*** Begin section ***
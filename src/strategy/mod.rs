//! Trading policies driving an [`Account`] candle by candle.

mod grid;

pub use grid::*;

use crate::{
    engine::{Account, Candle},
    errors::Result,
};

/// A trading policy.
///
/// The simulation calls [`Strategy::execute`] once per candle, after the account observed
/// the candle's price. Trade rejections are ordinary outcomes handled inside `execute`; an
/// error means the strategy cannot go on and stops the simulation.
///
/// Closures `FnMut(&mut Account, &Candle) -> Result<()>` are strategies too.
pub trait Strategy {
    /// Inspects the account and the candle and issues trades or entrusts.
    fn execute(&mut self, account: &mut Account, candle: &Candle) -> Result<()>;

    /// Describes the configured behavior, for reports.
    fn describe(&self) -> String;
}

impl<F> Strategy for F
where
    F: FnMut(&mut Account, &Candle) -> Result<()>,
{
    fn execute(&mut self, account: &mut Account, candle: &Candle) -> Result<()> {
        self(account, candle)
    }

    fn describe(&self) -> String {
        "custom closure strategy".to_owned()
    }
}
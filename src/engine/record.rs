use std::fmt;

#[cfg(feature = "serde")]
use serde::{Deserialize, Serialize};

use crate::engine::Side;

/// An executed trade.
#[cfg_attr(feature = "serde", derive(Serialize, Deserialize))]
#[derive(Debug, Clone, Copy, PartialEq)]
pub struct TradeRecord {
    timestamp: i64,
    side: Side,
    price: f64,
    volume: u64,
}

impl From<(i64, Side, f64, u64)> for TradeRecord {
    fn from((timestamp, side, price, volume): (i64, Side, f64, u64)) -> Self {
        Self {
            timestamp,
            side,
            price,
            volume,
        }
    }
}

impl TradeRecord {
    pub fn timestamp(&self) -> i64 {
        self.timestamp
    }

    pub fn side(&self) -> Side {
        self.side
    }

    pub fn price(&self) -> f64 {
        self.price
    }

    pub fn volume(&self) -> u64 {
        self.volume
    }

    /// Traded value, `price * volume`.
    pub fn value(&self) -> f64 {
        self.price * self.volume as f64
    }
}

/// Kind of an audited account action.
#[cfg_attr(feature = "serde", derive(Serialize, Deserialize))]
#[derive(Debug, Clone, Copy, PartialEq, Eq)]
pub enum ActionKind {
    /// A buy was executed.
    Bought,
    /// A sell was executed.
    Sold,
    /// An entrust was created.
    Entrusted,
    /// A trade was rejected.
    GaveUp,
}

impl fmt::Display for ActionKind {
    fn fmt(&self, f: &mut fmt::Formatter<'_>) -> fmt::Result {
        match self {
            Self::Bought => write!(f, "bought"),
            Self::Sold => write!(f, "sold"),
            Self::Entrusted => write!(f, "entrusted"),
            Self::GaveUp => write!(f, "gave up"),
        }
    }
}

/// Audit log entry.
#[cfg_attr(feature = "serde", derive(Serialize, Deserialize))]
#[derive(Debug, Clone, PartialEq)]
pub struct Action {
    timestamp: i64,
    kind: ActionKind,
    desc: String,
}

impl From<(i64, ActionKind, String)> for Action {
    fn from((timestamp, kind, desc): (i64, ActionKind, String)) -> Self {
        Self { timestamp, kind, desc }
    }
}

impl Action {
    pub fn timestamp(&self) -> i64 {
        self.timestamp
    }

    pub fn kind(&self) -> ActionKind {
        self.kind
    }

    /// Human readable description.
    pub fn desc(&self) -> &str {
        &self.desc
    }
}
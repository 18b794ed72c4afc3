use crate::engine::Side;

/// Result alias used across the crate.
pub type Result<T> = std::result::Result<T, Error>;

/// Fatal errors: invalid setup, invalid data, or a strategy that cannot continue.
#[derive(thiserror::Error, Debug)]
pub enum Error {
    /// The candle data provided is empty. A simulation requires at least one candle.
    #[error("Candle data is empty: simulation requires at least one candle")]
    CandleDataEmpty,

    /// The initial funding is not positive.
    #[error("Initial funding must be positive (got: {0})")]
    NegZeroFund(f64),

    /// The account has no name.
    #[error("Account name must not be empty")]
    EmptyAccountName,

    /// A candle breaks `low <= open, close <= high` or carries a non finite price.
    #[error("Invalid candle at timestamp {0}: expected low <= open, close <= high")]
    InvalidCandle(i64),

    /// Candle timestamps are not strictly increasing.
    #[error("Unordered candles: timestamp {timestamp} follows {previous}")]
    UnorderedCandles {
        /// Timestamp of the preceding candle.
        previous: i64,
        /// Timestamp of the offending candle.
        timestamp: i64,
    },

    /// The candle builder is missing a required field.
    #[error("Incomplete candle: missing `{0}`")]
    IncompleteCandle(&'static str),

    /// A strategy parameter is out of range.
    #[error("Invalid strategy parameter: {0}")]
    InvalidParameter(String),

    /// The strategy reached a state it cannot recover from.
    #[error("Strategy failure: {0}")]
    Strategy(String),

    /// A trade rejection escalated by the strategy.
    #[error("Trade rejected: {0}")]
    Rejected(#[from] Rejection),

    /// The strategy failed while processing a candle; the remaining candles were skipped.
    #[error("Simulation aborted at tick {index} (timestamp {timestamp}): {source}")]
    Aborted {
        /// Position of the candle in the sequence.
        index: usize,
        /// Timestamp of the candle.
        timestamp: i64,
        /// Error returned by the strategy.
        #[source]
        source: Box<Error>,
    },

    /// I/O error occurred.
    #[error("I/O error: {0}")]
    IoError(#[from] std::io::Error),

    /// JSON serialization/deserialization error occurred.
    #[cfg(feature = "serde")]
    #[error("JSON error: {0}")]
    JsonError(#[from] serde_json::Error),
}

/// Reasons a trade is not executed. These are expected outcomes, not failures of the run.
#[derive(thiserror::Error, Debug, Clone, PartialEq)]
pub enum Rejection {
    /// Zero volume, non positive price or a `Hold` side.
    #[error("invalid trade arguments: side={side} price={price} volume={volume}")]
    InvalidArguments {
        /// Requested side.
        side: Side,
        /// Requested unit price.
        price: f64,
        /// Requested volume.
        volume: u64,
    },

    /// Buying would need more cash than available.
    #[error("insufficient balance: required {required:.2}, available {available:.2}")]
    InsufficientBalance {
        /// Cash needed for the trade.
        required: f64,
        /// Cash on hand.
        available: f64,
    },

    /// Selling more shares than held.
    #[error("insufficient holdings: requested {requested}, held {held}")]
    InsufficientHoldings {
        /// Requested volume.
        requested: u64,
        /// Held volume.
        held: u64,
    },

    /// The side is locked by the strategy.
    #[error("{side} side is locked")]
    Locked {
        /// Locked side.
        side: Side,
    },
}
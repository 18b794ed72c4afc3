//! Runs the grid strategy over generated candles and prints the report.
//!
//! With the `serde` feature, a JSON candle series can be given as the first argument:
//! `cargo run --example grid --features serde -- kline.json`

use kline_backtest::prelude::*;

/// Generates deterministic daily candles around `base_price`.
fn generate_sample_candles(max: i64, seed: i64, base_price: f64) -> Vec<Candle> {
    let start = 1_577_836_800; // 2020-01-01
    let mut open = base_price;

    (0..=max)
        .map(|i| {
            // slow swing with a faster ripple on top
            let swing = 0.25 * base_price * (i as f64 * 0.02 + seed as f64).sin();
            let ripple = 0.04 * base_price * (i as f64 * 0.45 + seed as f64).sin();
            let close = (base_price + swing + ripple).max(0.1);
            let spread = 0.015 * close * ((i as f64 * 0.7).cos().abs() + 0.2);
            let high = open.max(close) + spread;
            let low = (open.min(close) - spread).max(0.01);
            let volume = 1_000_000.0 + 400_000.0 * (i as f64 * 0.2).sin().abs();

            let candle = CandleBuilder::builder()
                .timestamp(start + i * 86_400)
                .open(open)
                .close(close)
                .high(high)
                .low(low)
                .volume(volume)
                .amount(volume * (open + close) / 2.0)
                .change(close - open)
                .change_pct(open.change_percent(close))
                .build()
                .unwrap();

            open = close;
            candle
        })
        .collect()
}

fn load_series() -> Result<CandleSeries> {
    #[cfg(feature = "serde")]
    if let Some(path) = std::env::args().nth(1) {
        return read_series_from_file(path);
    }

    let series = CandleSeries::new("DEMO", "Generated ladder data", generate_sample_candles(1000, 7, 20.0))
        .with_update_time(chrono::Utc::now().timestamp());
    series.validate()?;
    Ok(series)
}

fn main() -> Result<()> {
    tracing_subscriber::fmt()
        .with_env_filter(tracing_subscriber::EnvFilter::try_from_default_env().unwrap_or_else(|_| "info".into()))
        .init();

    let series = load_series()?;
    let mut grid = GridStrategy::new(GridConfig {
        flow_step_up: 11.0,
        flow_step_down: -1.0,
        first_volume: 3000,
        max_cost: 100_000.0,
        min_retain: 100,
        volume: 200,
        expire_days: 120,
        ..GridConfig::default()
    })?;

    let account = Account::new("demo", 200_000.0)
        .with_note("grid ladder demo")
        .with_target(series.code());
    let mut sim = Simulation::new(account, series.to_data())?;
    if let Err(err) = sim.run(&mut grid) {
        eprintln!("{err}");
    }

    println!("{}", Report::new(sim.account(), &grid).with_series(&series));
    Ok(())
}
//! Core trading engine components.
//!
//! This module provides the fundamental types for simulating:
//! - `Candle`: OHLCV data of one time bucket.
//! - `Account`: cash, holdings, entrust books, logs and statistics.
//! - `Entrust`: conditional orders triggered by price crossings.
//! - `Simulation`: the driver replaying candles against a strategy.

mod account;
mod candle;
mod entrust;
mod record;
mod simulation;
mod stats;

pub use account::*;
pub use candle::*;
pub use entrust::*;
pub use record::*;
pub use simulation::*;
pub use stats::*;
*** End section ***
» Work to be completed:
Check each line of the listing above for the string "funding" and return those that contain it.

» Completed task:
    /// The initial funding is not positive.
    #[error("Initial funding must be positive (got: {0})")]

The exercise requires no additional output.